You may ask: “Aren’t there laws that protect animals in labs?”
The Animal Welfare Act (AWA), enacted in 1966, is the only U.S. federal law that provides even minimal protection for animals in laboratories. However, it specifically excludes the rats, mice, and birds bred for research which constitute over 90% of animals in laboratories. It also excludes cold-blooded animals (fish, reptiles, and amphibians), as well as farmed animals raised for food and fiber or used in experiments to improve animal production methods and/or the quality of agricultural products.
Less than 10% of animals used in experiments are covered by the AWA
For the less than 10% of animals in labs covered by the AWA, the law sets specific standards for their housing, feeding, handling, and veterinary care, but does not prohibit any kind of experiment regardless of the amount of pain or distress it might cause. Instead, it requires oversight committees (Institutional Animal Care and Use Committees or IACUCs), overseen by the research facility, to review and approve research protocols.

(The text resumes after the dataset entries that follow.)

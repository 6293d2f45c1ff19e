//! One-shot scan runs
//!
//! A run is created `pending`, executed on a background task and always
//! ends `completed` or `failed`. Progress and the tail of the tool output
//! are persisted while it executes so callers can poll by token.

pub mod buffer;

pub use buffer::OutputBuffer;

use crate::config::RunnerSettings;
use crate::discovery::{parse_nmap_output, Method, NmapEngine, NmapOutput, Observations};
use crate::error::truncate_message;
use crate::recon::{ClientProvider, ReconApi, Role};
use crate::reconcile::{ReconcileStats, Reconciler};
use crate::store::{Database, JobParams, RunStatus, ScanRun};
use crate::utils::{cidr, network};
use crate::{WatchError, WatchResult};
use chrono::Utc;
use ipnetwork::Ipv4Network;
use log::{debug, error, info, warn};
use serde::{Deserialize, Serialize};
use std::collections::HashMap;
use std::net::Ipv4Addr;
use std::sync::Arc;
use std::time::Duration;

/// What to scan and how
#[derive(Debug, Clone, PartialEq, Eq, Serialize, Deserialize)]
pub struct ScanRequest {
    pub ranges: Vec<String>,
    pub method: Method,
    #[serde(default)]
    pub params: JobParams,
}

/// Result of a raw nmap sweep plus reconciliation
#[derive(Debug, Clone)]
pub struct SweepOutcome {
    pub stats: ReconcileStats,
    pub online: u64,
    pub output: NmapOutput,
}

/// Executes one-shot runs and exposes their status
#[derive(Clone)]
pub struct ScanRunner {
    db: Database,
    reconciler: Reconciler,
    nmap: Arc<NmapEngine>,
    clients: Arc<dyn ClientProvider>,
    settings: RunnerSettings,
}

impl ScanRunner {
    pub fn new(
        db: Database,
        nmap: Arc<NmapEngine>,
        clients: Arc<dyn ClientProvider>,
        settings: RunnerSettings,
    ) -> Self {
        Self {
            reconciler: Reconciler::new(db.clone()),
            db,
            nmap,
            clients,
            settings,
        }
    }

    /// Validate and persist a pending run, returning its token.
    ///
    /// Malformed ranges are rejected here; everything after this point is
    /// captured in the run record instead of being returned.
    pub fn create(&self, request: &ScanRequest) -> WatchResult<ScanRun> {
        let networks = cidr::parse_ranges(&request.ranges)?;
        if request.method == Method::CliTool && request.ranges.is_empty() {
            return Err(WatchError::Validation("nmap scans need at least one range".to_string()));
        }

        let total_hosts = cidr::host_count(&networks);
        let run = ScanRun {
            token: uuid::Uuid::new_v4().to_string(),
            ranges: request.ranges.clone(),
            method: request.method,
            params: request.params.clone(),
            status: RunStatus::Pending,
            progress: 0,
            output: String::new(),
            total_hosts,
            online_count: 0,
            new_count: 0,
            offline_count: 0,
            error: None,
            created_at: Utc::now(),
            started_at: None,
            finished_at: None,
        };
        self.db.save_run(&run)?;
        Ok(run)
    }

    /// Fire-and-forget submission
    pub fn submit(&self, request: ScanRequest) -> WatchResult<String> {
        let run = self.create(&request)?;
        let token = run.token.clone();
        let runner = self.clone();
        tokio::spawn(async move {
            runner.execute(run).await;
        });
        info!("Submitted {} scan {}", request.method, token);
        Ok(token)
    }

    /// Create and execute inline, returning the terminal record
    pub async fn run_to_completion(&self, request: ScanRequest) -> WatchResult<ScanRun> {
        let run = self.create(&request)?;
        Ok(self.execute(run).await)
    }

    pub fn settings(&self) -> &RunnerSettings {
        &self.settings
    }

    pub fn status(&self, token: &str) -> WatchResult<Option<ScanRun>> {
        self.db.get_run(token)
    }

    pub fn recent(&self, limit: usize) -> WatchResult<Vec<ScanRun>> {
        self.db.recent_runs(limit)
    }

    /// Drive a pending run to a terminal state. Never fails: errors end up
    /// in the run record.
    pub async fn execute(&self, mut run: ScanRun) -> ScanRun {
        run.status = RunStatus::Running;
        run.started_at = Some(Utc::now());
        run.progress = 5;
        self.persist(&run);

        let result = match run.method {
            Method::CliTool => self.execute_cli(&mut run).await,
            Method::RestTool => self.execute_rest(&mut run).await,
        };

        match result {
            Ok((stats, online)) => {
                run.status = RunStatus::Completed;
                run.progress = 100;
                run.online_count = online;
                run.new_count = stats.new;
                run.offline_count = stats.offline;
                info!(
                    "Scan {} completed: {} online, {} new, {} offline",
                    run.token, online, stats.new, stats.offline
                );
            }
            Err(e) => {
                error!("Scan {} failed: {}", run.token, e);
                run.status = RunStatus::Failed;
                run.error = Some(truncate_message(&e.to_string(), self.settings.max_error_chars));
            }
        }

        run.finished_at = Some(Utc::now());
        self.persist(&run);
        run
    }

    fn persist(&self, run: &ScanRun) {
        if let Err(e) = self.db.save_run(run) {
            warn!("Failed to save scan run {}: {}", run.token, e);
        }
    }

    async fn execute_cli(&self, run: &mut ScanRun) -> WatchResult<(ReconcileStats, u64)> {
        run.progress = 10;
        self.persist(run);

        let mut buffer = OutputBuffer::new(
            self.settings.max_output_bytes,
            self.settings.flush_lines,
            self.settings.flush_interval(),
        );
        run.progress = 20;
        self.persist(run);

        let token = run.token.clone();
        let streamed = self
            .nmap
            .run_streaming(&run.ranges, run.params.nmap_args.as_deref(), |line| {
                if buffer.push_line(line) {
                    if let Err(e) = self.db.update_run_progress(&token, 20, buffer.as_str()) {
                        debug!("Progress write for {} failed: {}", token, e);
                    }
                    buffer.mark_flushed();
                }
            })
            .await;
        run.output = buffer.into_string();
        let output = streamed?;

        run.progress = 70;
        self.persist(run);

        let mut observations = parse_nmap_output(&output.stdout);
        fill_local_identity(&mut observations).await;
        run.progress = 80;
        self.persist(run);

        let expected = cidr::parse_ranges(&run.ranges)?;
        let stats = self
            .reconciler
            .reconcile(&observations, Method::CliTool, true, Some(expected.as_slice()))?;
        Ok((stats, observations.len() as u64))
    }

    async fn execute_rest(&self, run: &mut ScanRun) -> WatchResult<(ReconcileStats, u64)> {
        let networks = cidr::parse_ranges(&run.ranges)?;
        let client = self.clients.client(Role::Scan).await?;

        client.run_command("net.clear").await?;
        client.run_command("net.probe on").await?;
        run.progress = 10;
        self.persist(run);

        let duration = Duration::from_secs(
            run.params
                .duration_secs
                .unwrap_or(self.settings.rest_default_duration_secs),
        );
        let polled = self.poll_hosts(client.as_ref(), run, &networks, duration).await;

        if let Err(e) = client.run_command("net.probe off").await {
            warn!("Failed to stop probing after scan {}: {}", run.token, e);
        }
        let observations = polled?;
        run.progress = 75;
        self.persist(run);

        run.output = observations
            .iter()
            .map(|(ip, info)| format!("{} {}", ip, info.mac.as_deref().unwrap_or("-")))
            .collect::<Vec<_>>()
            .join("\n");
        run.progress = 80;
        self.persist(run);

        let expected = (!networks.is_empty()).then_some(networks.as_slice());
        let stats = self
            .reconciler
            .reconcile(&observations, Method::RestTool, expected.is_some(), expected)?;
        Ok((stats, observations.len() as u64))
    }

    async fn poll_hosts(
        &self,
        client: &dyn ReconApi,
        run: &ScanRun,
        networks: &[Ipv4Network],
        duration: Duration,
    ) -> WatchResult<Observations> {
        let interval = self.settings.rest_poll_interval();
        let total = poll_count(duration, interval);
        let mut observations = Observations::new();

        for i in 0..total {
            tokio::time::sleep(interval).await;
            for endpoint in client.lan_hosts().await? {
                let Some(ip) = endpoint.ip() else { continue };
                if !networks.is_empty() && !cidr::in_any(networks, ip) {
                    continue;
                }
                observations.insert(ip, endpoint.to_host_info());
            }

            let progress = 10 + ((i + 1) * 60 / total) as u8;
            if let Err(e) = self.db.update_run_progress(&run.token, progress, "") {
                debug!("Progress write for {} failed: {}", run.token, e);
            }
        }

        Ok(observations)
    }

    /// Run nmap for a recurring job and reconcile against its ranges
    pub async fn sweep(&self, ranges: &[String], params: &JobParams) -> WatchResult<SweepOutcome> {
        let expected = cidr::parse_ranges(ranges)?;
        let output = self.nmap.run(ranges, params.nmap_args.as_deref()).await?;
        let mut observations = parse_nmap_output(&output.stdout);
        fill_local_identity(&mut observations).await;
        let stats = self
            .reconciler
            .reconcile(&observations, Method::CliTool, true, Some(expected.as_slice()))?;
        Ok(SweepOutcome {
            stats,
            online: observations.len() as u64,
            output,
        })
    }
}

/// Number of polls for a session; at least one
fn poll_count(duration: Duration, interval: Duration) -> u64 {
    let interval_ms = interval.as_millis().max(1);
    ((duration.as_millis() / interval_ms) as u64).max(1)
}

/// nmap never reports a MAC for the scanning host itself; take it from the
/// local interfaces so the host still gets a registry entry
async fn fill_local_identity(observations: &mut Observations) {
    if observations.values().all(|info| info.mac.is_some()) {
        return;
    }
    merge_local_identity(observations, &network::local_interface_macs().await);
}

fn merge_local_identity(observations: &mut Observations, local: &HashMap<Ipv4Addr, String>) {
    for (ip, info) in observations.iter_mut() {
        if info.mac.is_some() {
            continue;
        }
        let Some(mac) = local.get(ip) else { continue };
        debug!("{} is a local interface, using its MAC {}", ip, mac);
        if info.vendor.is_none() {
            info.vendor = network::virtual_nic_vendor(mac).map(str::to_string);
        }
        info.mac = Some(mac.clone());
    }
}
//! HTTP client for the recon service REST API

use super::{Endpoint, ReconApi, ReconEvent, SessionInfo};
use crate::{WatchError, WatchResult};
use async_trait::async_trait;
use log::debug;
use reqwest::{Client, RequestBuilder, Response};
use serde_json::{json, Value};
use std::time::Duration;

const REQUEST_TIMEOUT: Duration = Duration::from_secs(10);
const CONNECT_TIMEOUT: Duration = Duration::from_secs(5);

/// Basic-auth REST client bound to one service instance
pub struct HttpReconClient {
    http: Client,
    base_url: String,
    username: String,
    password: String,
}

impl HttpReconClient {
    pub fn new(base_url: &str, username: &str, password: &str) -> WatchResult<Self> {
        let http = Client::builder()
            .timeout(REQUEST_TIMEOUT)
            .connect_timeout(CONNECT_TIMEOUT)
            .build()
            .map_err(|e| WatchError::ToolUnknown(format!("Failed to build HTTP client: {}", e)))?;

        Ok(Self {
            http,
            base_url: base_url.trim_end_matches('/').to_string(),
            username: username.to_string(),
            password: password.to_string(),
        })
    }

    pub fn base_url(&self) -> &str {
        &self.base_url
    }

    fn url(&self, path: &str) -> String {
        format!("{}{}", self.base_url, path)
    }

    async fn send(&self, request: RequestBuilder) -> WatchResult<Value> {
        let response = request
            .basic_auth(&self.username, Some(&self.password))
            .send()
            .await?;
        decode(response).await
    }
}

async fn decode(response: Response) -> WatchResult<Value> {
    let status = response.status();
    let body = response.text().await?;

    if !status.is_success() {
        return Err(WatchError::ToolProtocol {
            status: status.as_u16(),
            body: crate::error::truncate_message(&body, 500),
        });
    }

    if body.trim().is_empty() {
        return Ok(Value::Null);
    }

    serde_json::from_str(&body).map_err(|e| WatchError::ToolUnknown(format!("Invalid JSON from recon service: {}", e)))
}

#[async_trait]
impl ReconApi for HttpReconClient {
    async fn run_command(&self, cmd: &str) -> WatchResult<Value> {
        debug!("recon command @ {}: {}", self.base_url, cmd);
        self.send(self.http.post(self.url("/api/session")).json(&json!({ "cmd": cmd })))
            .await
    }

    async fn lan_hosts(&self) -> WatchResult<Vec<Endpoint>> {
        let value = self.send(self.http.get(self.url("/api/session/lan"))).await?;
        let hosts = value.get("hosts").cloned().unwrap_or(Value::Array(Vec::new()));
        Ok(serde_json::from_value(hosts)?)
    }

    async fn events(&self, limit: usize) -> WatchResult<Vec<ReconEvent>> {
        let value = self
            .send(self.http.get(self.url("/api/events")).query(&[("n", limit)]))
            .await?;
        match value {
            Value::Array(_) => Ok(serde_json::from_value(value)?),
            _ => Ok(Vec::new()),
        }
    }

    async fn session(&self) -> WatchResult<SessionInfo> {
        let value = self.send(self.http.get(self.url("/api/session"))).await?;
        Ok(SessionInfo::from_value(&value))
    }
}

#[cfg(test)]
mod tests {
    use super::*;

    #[test]
    fn test_base_url_normalized() {
        let client = HttpReconClient::new("http://127.0.0.1:8081/", "user", "pass").unwrap();
        assert_eq!(client.base_url(), "http://127.0.0.1:8081");
        assert_eq!(client.url("/api/session"), "http://127.0.0.1:8081/api/session");
    }

    #[tokio::test]
    async fn test_unreachable_service_is_connection_error() {
        // port 9 on loopback: nothing listens, connect is refused immediately
        let client = HttpReconClient::new("http://127.0.0.1:9", "u", "p").unwrap();
        let err = client.run_command("net.probe on").await.unwrap_err();
        assert!(err.is_tool_error());
    }
}
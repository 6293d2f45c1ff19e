//! Bounded tail buffer for streamed process output

use std::time::{Duration, Instant};

/// Keeps the most recent `max_bytes` of output and says when to persist it
#[derive(Debug)]
pub struct OutputBuffer {
    text: String,
    max_bytes: usize,
    flush_lines: usize,
    flush_interval: Duration,
    unflushed_lines: usize,
    last_flush: Instant,
}

impl OutputBuffer {
    pub fn new(max_bytes: usize, flush_lines: usize, flush_interval: Duration) -> Self {
        Self {
            text: String::new(),
            max_bytes,
            flush_lines,
            flush_interval,
            unflushed_lines: 0,
            last_flush: Instant::now(),
        }
    }

    /// Append a line. Returns true when the caller should persist now:
    /// enough lines piled up or the flush interval elapsed.
    pub fn push_line(&mut self, line: &str) -> bool {
        self.text.push_str(line);
        self.text.push('\n');
        self.trim_front();
        self.unflushed_lines += 1;

        self.unflushed_lines >= self.flush_lines || self.last_flush.elapsed() >= self.flush_interval
    }

    /// Mark the current contents as persisted
    pub fn mark_flushed(&mut self) {
        self.unflushed_lines = 0;
        self.last_flush = Instant::now();
    }

    pub fn as_str(&self) -> &str {
        &self.text
    }

    pub fn into_string(self) -> String {
        self.text
    }

    fn trim_front(&mut self) {
        if self.text.len() <= self.max_bytes {
            return;
        }
        let mut cut = self.text.len() - self.max_bytes;
        while !self.text.is_char_boundary(cut) {
            cut += 1;
        }
        self.text.drain(..cut);
    }
}

#[cfg(test)]
mod tests {
    use super::*;

    #[test]
    fn test_flush_by_line_count() {
        let mut buf = OutputBuffer::new(1024, 3, Duration::from_secs(3600));
        assert!(!buf.push_line("a"));
        assert!(!buf.push_line("b"));
        assert!(buf.push_line("c"));
        buf.mark_flushed();
        assert!(!buf.push_line("d"));
        assert_eq!(buf.as_str(), "a\nb\nc\nd\n");
    }

    #[test]
    fn test_flush_by_time() {
        let mut buf = OutputBuffer::new(1024, 1000, Duration::ZERO);
        assert!(buf.push_line("first"));
    }

    #[test]
    fn test_keeps_most_recent_bytes() {
        let mut buf = OutputBuffer::new(8, 100, Duration::from_secs(60));
        buf.push_line("0123456789");
        buf.push_line("abc");
        assert_eq!(buf.as_str().len(), 8);
        assert!(buf.as_str().ends_with("abc\n"));

        let mut wide = OutputBuffer::new(5, 100, Duration::from_secs(60));
        wide.push_line("ééé");
        assert!(wide.as_str().len() <= 5);
        assert!(wide.as_str().ends_with("é\n"));
    }
}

IACUCs are widely regarded as “rubber stamp” committees, composed primarily of animal researchers and others associated with the research institution, with the institution’s CEO selecting all committee members. As a result, they allow the majority of proposed experiments, regardless of the amount of suffering they inflict. If deemed “necessary” to the study, researchers may withhold even minimal protections such as pain medication. In 2005, the U.S. Department of Agriculture (USDA)’s Office of Inspector General found that many of the IACUCs in U.S. research facilities were failing in their mandate to search for alternatives to animal experiments, review painful procedures, monitor for unnecessary duplication of research, and provide adequate veterinary care.
Routine annual inspections of all licensed facilities (those that do not hold or use AWA-covered animals are excluded) by the USDA Animal and Plant Health Inspection Service (APHIS) are supposed to enforce regulations set by the AWA for facility licensure. However, a mere 115 USDA inspectors are on the job to oversee more than 7,750 facilities involved in research, exhibition, breeding, or dealing of animals. This makes adequate inspection and regulation virtually impossible.
Enforcement is lax
When the USDA finds facilities to be in non-compliance with AWA policies, they may issue penalties, but these are typically so small they are inconsequential. For example, in 2004 a 10-year-old chimpanzee named Dover died from overheating due to improper ventilation in a “stainless steel box with solid flooring, roof, rear, and sides” during transit at the Yerkes National Primate Research Center. The USDA fined Yerkes a trivial $1,375 for negligence leading to Dover’s death. In 2008 maximum fines increased from $2,500 per violation to $10,000, but for facilities bringing in millions of animal research dollars these fines are simply the cost of doing business.
While the AWA and IACUC systems purport to ensure “humane” treatment of animals in laboratories, the truth is this system is plagued with loopholes that leave animals with little to no adequate protection.